#[cfg(test)]
mod tests {
    use super::*;
    use crate::core::artifact::TokenKind;

    fn sample() -> (ArtifactGraph, NodeId, NodeId) {
        let mut graph = ArtifactGraph::new();
        let app = graph.namespace("app");
        let lib = graph.namespace("lib");
        (graph, app, lib)
    }

    #[test]
    fn namespaces_are_deduplicated_by_name() {
        let (mut graph, app, _) = sample();
        assert_eq!(graph.namespace("app"), app);
        assert_eq!(graph.namespace_ids().len(), 2);
    }

    #[test]
    fn qualified_names_follow_ownership() {
        let (mut graph, app, _) = sample();
        let class = graph.add_class(app, Declaration::new("Service")).unwrap();
        let method = graph.add_method(class, Declaration::new("run")).unwrap();

        assert_eq!(graph.meta(class).unwrap().qualified_name, "app\\Service");
        assert_eq!(graph.meta(method).unwrap().qualified_name, "app\\Service::run");
        assert_eq!(graph.namespace_of(method), Some(app));
        assert_eq!(graph.declaring_type(method), Some(class));
    }

    #[test]
    fn moving_a_type_removes_it_from_the_old_namespace() {
        let (mut graph, app, lib) = sample();
        let class = graph.add_class(app, Declaration::new("Service")).unwrap();

        graph.attach_type(class, lib).unwrap();

        assert!(graph.namespace_node(app).unwrap().types.is_empty());
        assert_eq!(graph.namespace_node(lib).unwrap().types, vec![class]);
        assert_eq!(graph.type_decl(class).unwrap().namespace, Some(lib));
    }

    #[test]
    fn moving_a_method_never_duplicates_ownership() {
        let (mut graph, app, _) = sample();
        let first = graph.add_class(app, Declaration::new("First")).unwrap();
        let second = graph.add_class(app, Declaration::new("Second")).unwrap();
        let method = graph.add_method(first, Declaration::new("run")).unwrap();

        graph.attach_method(method, second).unwrap();
        graph.attach_method(method, second).unwrap();

        assert!(graph.type_decl(first).unwrap().methods.is_empty());
        assert_eq!(graph.type_decl(second).unwrap().methods, vec![method]);
    }

    #[test]
    fn keys_are_unique_and_stable() {
        let build = || {
            let mut graph = ArtifactGraph::new();
            let app = graph.namespace("app");
            let a = graph.add_class(app, Declaration::new("A").lines(3, 9)).unwrap();
            let b = graph.add_class(app, Declaration::new("A").lines(3, 9)).unwrap();
            (graph, a, b)
        };
        let (first, a1, b1) = build();
        let (second, a2, b2) = build();

        assert_ne!(first.meta(a1).unwrap().key, first.meta(b1).unwrap().key);
        assert_eq!(first.meta(a1).unwrap().key, second.meta(a2).unwrap().key);
        assert_eq!(first.meta(b1).unwrap().key, second.meta(b2).unwrap().key);
        assert_eq!(first.find_by_key(&first.meta(b1).unwrap().key), Some(b1));
    }

    #[test]
    fn subtype_queries_are_transitive_and_reflexive() {
        let (mut graph, app, _) = sample();
        let base = graph.add_interface(app, Declaration::new("Base")).unwrap();
        let middle = graph.add_class(app, Declaration::new("Middle")).unwrap();
        let leaf = graph.add_class(app, Declaration::new("Leaf")).unwrap();
        graph.add_implemented_interface(middle, base).unwrap();
        graph.set_parent(leaf, middle).unwrap();

        assert!(graph.is_subtype_of(leaf, leaf));
        assert!(graph.is_subtype_of(leaf, middle));
        assert!(graph.is_subtype_of(leaf, base));
        assert!(!graph.is_subtype_of(base, leaf));
        assert_eq!(graph.parent_chain(leaf), vec![middle]);
    }

    #[test]
    fn inheritance_loops_do_not_hang() {
        let (mut graph, app, _) = sample();
        let a = graph.add_class(app, Declaration::new("A")).unwrap();
        let b = graph.add_class(app, Declaration::new("B")).unwrap();
        graph.set_parent(a, b).unwrap();
        graph.set_parent(b, a).unwrap();

        assert_eq!(graph.parent_chain(a), vec![b]);
        assert_eq!(graph.ancestors(a), vec![b]);
    }

    #[test]
    fn span_defaults_to_token_extent() {
        let (mut graph, app, _) = sample();
        let tokens = vec![
            Token::new(TokenKind::Function, "function", 4),
            Token::new(TokenKind::CurlyBraceClose, "}", 8),
        ];
        let function = graph
            .add_function(app, Declaration::new("helper").with_tokens(tokens))
            .unwrap();
        assert_eq!(graph.meta(function).unwrap().span, SourceSpan::new(4, 8));
    }

    #[test]
    fn declarations_are_recorded_on_their_unit() {
        let (mut graph, app, _) = sample();
        let unit = graph.add_compilation_unit("src/A.php", Vec::new());
        let class = graph.add_class(app, Declaration::new("A").in_unit(unit)).unwrap();
        let method = graph.add_method(class, Declaration::new("run")).unwrap();

        assert_eq!(graph.unit(unit).unwrap().declarations, vec![class]);
        assert_eq!(graph.meta(method).unwrap().unit, Some(unit));
    }

    #[test]
    fn wrong_kind_is_reported_as_graph_error() {
        let (mut graph, app, _) = sample();
        let err = graph.add_method(app, Declaration::new("run")).unwrap_err();
        assert!(matches!(err, MetricsError::Graph { .. }));
    }
}
//! Configuration types and management for archmetrics.
//!
//! Every tunable constant of the analysis core (CodeRank damping, iteration
//! cap, convergence threshold, cache location and lifetime) lives here so the
//! analyzers never hard-code them.

pub mod validation;

use std::path::PathBuf;

use serde::{Deserialize, Serialize};

use crate::analyzers::coderank::StrategyKind;
use crate::core::errors::{MetricsError, Result};

pub use validation::{
    validate_non_empty, validate_open_unit_interval, validate_positive_f64,
    validate_positive_usize,
};

/// Main configuration for the metrics engine
#[derive(Debug, Clone, Default, Serialize, Deserialize)]
pub struct MetricsConfig {
    /// CodeRank settings
    #[serde(default)]
    pub coderank: CodeRankConfig,

    /// Metrics cache settings
    #[serde(default)]
    pub cache: CacheConfig,

    /// Package dependency settings
    #[serde(default)]
    pub dependency: DependencyConfig,
}

/// Configuration construction and I/O methods for [`MetricsConfig`].
impl MetricsConfig {
    /// Load configuration from a YAML file
    pub fn from_yaml_file(path: impl Into<PathBuf>) -> Result<Self> {
        let path = path.into();
        let content = std::fs::read_to_string(&path).map_err(|e| {
            MetricsError::io(format!("Failed to read config file: {}", path.display()), e)
        })?;

        serde_yaml::from_str(&content).map_err(Into::into)
    }

    /// Save configuration to a YAML file
    pub fn to_yaml_file(&self, path: impl Into<PathBuf>) -> Result<()> {
        let path = path.into();
        let content = serde_yaml::to_string(self)?;
        std::fs::write(&path, content).map_err(|e| {
            MetricsError::io(
                format!("Failed to write config file: {}", path.display()),
                e,
            )
        })
    }

    /// Validate every section
    pub fn validate(&self) -> Result<()> {
        self.coderank.validate()?;
        self.cache.validate()?;
        Ok(())
    }
}

/// CodeRank configuration
#[derive(Debug, Clone, Serialize, Deserialize)]
pub struct CodeRankConfig {
    /// Names of the graph construction strategies to combine
    #[serde(default = "CodeRankConfig::default_strategies")]
    pub strategies: Vec<String>,

    /// PageRank damping factor
    #[serde(default = "CodeRankConfig::default_damping_factor")]
    pub damping_factor: f64,

    /// Iteration cap; reaching it is a soft stop
    #[serde(default = "CodeRankConfig::default_max_iterations")]
    pub max_iterations: usize,

    /// Maximum absolute per-node change that counts as converged
    #[serde(default = "CodeRankConfig::default_convergence_threshold")]
    pub convergence_threshold: f64,
}

impl Default for CodeRankConfig {
    fn default() -> Self {
        Self {
            strategies: Self::default_strategies(),
            damping_factor: Self::default_damping_factor(),
            max_iterations: Self::default_max_iterations(),
            convergence_threshold: Self::default_convergence_threshold(),
        }
    }
}

impl CodeRankConfig {
    fn default_strategies() -> Vec<String> {
        vec![StrategyKind::Inheritance.name().to_string()]
    }

    const fn default_damping_factor() -> f64 {
        0.85
    }

    const fn default_max_iterations() -> usize {
        100
    }

    const fn default_convergence_threshold() -> f64 {
        1e-6
    }

    /// Resolve the configured strategy names, failing on the first unknown one
    pub fn strategy_kinds(&self) -> Result<Vec<StrategyKind>> {
        let mut kinds = Vec::with_capacity(self.strategies.len());
        for name in &self.strategies {
            let kind = StrategyKind::from_name(name).ok_or_else(|| {
                MetricsError::config_field(
                    format!("Unknown CodeRank strategy '{}'", name),
                    "coderank.strategies",
                )
            })?;
            if !kinds.contains(&kind) {
                kinds.push(kind);
            }
        }
        Ok(kinds)
    }

    /// Validate CodeRank configuration
    pub fn validate(&self) -> Result<()> {
        validate_non_empty(&self.strategies, "coderank.strategies")?;
        validate_open_unit_interval(self.damping_factor, "coderank.damping_factor")?;
        validate_positive_usize(self.max_iterations, "coderank.max_iterations")?;
        validate_positive_f64(self.convergence_threshold, "coderank.convergence_threshold")?;
        self.strategy_kinds()?;
        Ok(())
    }
}

/// Storage medium backing the metrics cache
#[derive(Debug, Clone, Copy, PartialEq, Eq, Serialize, Deserialize)]
#[serde(rename_all = "lowercase")]
pub enum CacheDriverKind {
    /// Process-local map, discarded with the engine
    Memory,
    /// One JSON file per entry below [`CacheConfig::location`]
    File,
}

/// Metrics cache configuration
#[derive(Debug, Clone, Serialize, Deserialize)]
pub struct CacheConfig {
    /// Which driver to construct
    #[serde(default = "CacheConfig::default_driver")]
    pub driver: CacheDriverKind,

    /// Cache directory for the file driver
    #[serde(default, skip_serializing_if = "Option::is_none")]
    pub location: Option<PathBuf>,

    /// Entry lifetime; `None` keeps entries until overwritten
    #[serde(default = "CacheConfig::default_ttl_seconds")]
    pub ttl_seconds: Option<u64>,
}

impl Default for CacheConfig {
    fn default() -> Self {
        Self {
            driver: Self::default_driver(),
            location: None,
            ttl_seconds: Self::default_ttl_seconds(),
        }
    }
}

impl CacheConfig {
    const fn default_driver() -> CacheDriverKind {
        CacheDriverKind::Memory
    }

    const fn default_ttl_seconds() -> Option<u64> {
        Some(30 * 24 * 60 * 60)
    }

    /// Directory used by the file driver
    pub fn resolved_location(&self) -> Result<PathBuf> {
        if let Some(location) = &self.location {
            return Ok(location.clone());
        }
        dirs::cache_dir()
            .map(|dir| dir.join("archmetrics"))
            .ok_or_else(|| {
                MetricsError::config_field(
                    "No platform cache directory available; set cache.location",
                    "cache.location",
                )
            })
    }

    /// Validate cache configuration
    pub fn validate(&self) -> Result<()> {
        if self.ttl_seconds == Some(0) {
            return Err(MetricsError::validation_field(
                "cache.ttl_seconds must be greater than 0 when set",
                "cache.ttl_seconds",
            ));
        }
        Ok(())
    }
}

/// Package dependency analysis configuration
#[derive(Debug, Clone, Serialize, Deserialize)]
pub struct DependencyConfig {
    /// Run package cycle detection
    #[serde(default = "DependencyConfig::default_detect_cycles")]
    pub detect_cycles: bool,
}

impl Default for DependencyConfig {
    fn default() -> Self {
        Self {
            detect_cycles: Self::default_detect_cycles(),
        }
    }
}

impl DependencyConfig {
    const fn default_detect_cycles() -> bool {
        true
    }
}

#[cfg(test)]
mod tests;
//! Handler request/response types.
//!
//! A handler receives a [`HandlerRequest`] whose arguments are already bound
//! and validated, and returns a [`HandlerResponse`]. Returning `Err` ends the
//! request with a 500 response and a logged error.

use crate::binder::BoundArgs;
use crate::ids::RequestId;
use http::Method;
use serde::Serialize;
use serde_json::{json, Value};
use std::collections::HashMap;
use std::sync::Arc;

/// Request passed to a handler.
#[derive(Debug, Clone)]
pub struct HandlerRequest {
    pub request_id: RequestId,
    pub method: Method,
    pub path: String,
    pub operation: String,
    /// Validated arguments, keyed by argument name.
    pub args: BoundArgs,
    pub headers: HashMap<String, String>,
    pub cookies: HashMap<String, String>,
    pub query: Vec<(String, String)>,
    pub raw_body: Vec<u8>,
    /// Claims returned by the endpoint's security scheme, if any.
    pub claims: Option<Value>,
}

impl HandlerRequest {
    /// Header value by case-insensitive name.
    pub fn get_header(&self, name: &str) -> Option<&str> {
        self.headers
            .get(&name.to_ascii_lowercase())
            .map(String::as_str)
    }

    pub fn get_cookie(&self, name: &str) -> Option<&str> {
        self.cookies.get(name).map(String::as_str)
    }
}

/// Response produced by a handler.
#[derive(Debug, Clone, PartialEq)]
pub struct HandlerResponse {
    pub status: u16,
    /// Header names are kept as given; lookups are case-insensitive.
    pub headers: Vec<(String, String)>,
    pub body: Vec<u8>,
}

impl HandlerResponse {
    pub fn new(status: u16, content_type: &str, body: impl Into<Vec<u8>>) -> Self {
        Self {
            status,
            headers: vec![("Content-Type".to_string(), content_type.to_string())],
            body: body.into(),
        }
    }

    pub fn json(status: u16, body: &Value) -> Self {
        Self::new(status, "application/json", body.to_string())
    }

    /// JSON response from any serializable value.
    ///
    /// # Errors
    ///
    /// Returns the serialization error when `body` cannot be encoded.
    pub fn json_from<T: Serialize>(status: u16, body: &T) -> Result<Self, serde_json::Error> {
        Ok(Self::new(status, "application/json", serde_json::to_vec(body)?))
    }

    pub fn text(status: u16, body: impl Into<String>) -> Self {
        Self::new(status, "text/plain; charset=utf-8", body.into())
    }

    pub fn html(status: u16, body: impl Into<String>) -> Self {
        Self::new(status, "text/html; charset=utf-8", body.into())
    }

    /// `{"detail": message}` with the given status.
    pub fn error(status: u16, message: impl Into<String>) -> Self {
        Self::json(status, &json!({ "detail": message.into() }))
    }

    pub fn no_content() -> Self {
        Self {
            status: 204,
            headers: Vec::new(),
            body: Vec::new(),
        }
    }

    /// Add a header. The server writes only `Content-Type`, `Allow` and
    /// `WWW-Authenticate`; see [`crate::server::response::write_handler_response`].
    #[must_use]
    pub fn with_header(mut self, name: impl Into<String>, value: impl Into<String>) -> Self {
        self.set_header(name, value);
        self
    }

    /// Replace any header of the same name.
    pub fn set_header(&mut self, name: impl Into<String>, value: impl Into<String>) {
        let name = name.into();
        self.headers.retain(|(k, _)| !k.eq_ignore_ascii_case(&name));
        self.headers.push((name, value.into()));
    }

    pub fn get_header(&self, name: &str) -> Option<&str> {
        self.headers
            .iter()
            .find(|(k, _)| k.eq_ignore_ascii_case(name))
            .map(|(_, v)| v.as_str())
    }
}

/// Endpoint handler.
pub type Handler = Arc<dyn Fn(HandlerRequest) -> anyhow::Result<HandlerResponse> + Send + Sync>;

#[cfg(test)]
mod tests {
    use super::*;

    #[test]
    fn test_error_body() {
        let res = HandlerResponse::error(404, "pet not found");
        assert_eq!(res.status, 404);
        assert_eq!(res.get_header("content-type"), Some("application/json"));
        let body: Value = serde_json::from_slice(&res.body).unwrap();
        assert_eq!(body, json!({"detail": "pet not found"}));
    }

    #[test]
    fn test_set_header_replaces() {
        let res = HandlerResponse::text(200, "ok")
            .with_header("X-Trace", "a")
            .with_header("x-trace", "b");
        assert_eq!(res.get_header("X-TRACE"), Some("b"));
        assert_eq!(res.headers.len(), 2);
    }

    #[test]
    fn test_no_content_has_no_body() {
        let res = HandlerResponse::no_content();
        assert_eq!(res.status, 204);
        assert!(res.body.is_empty());
        assert!(res.get_header("Content-Type").is_none());
    }
}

○ ○ ○ ○

Throughout the data above, count the lines where the word "format" occurs, and report that figure alone.

3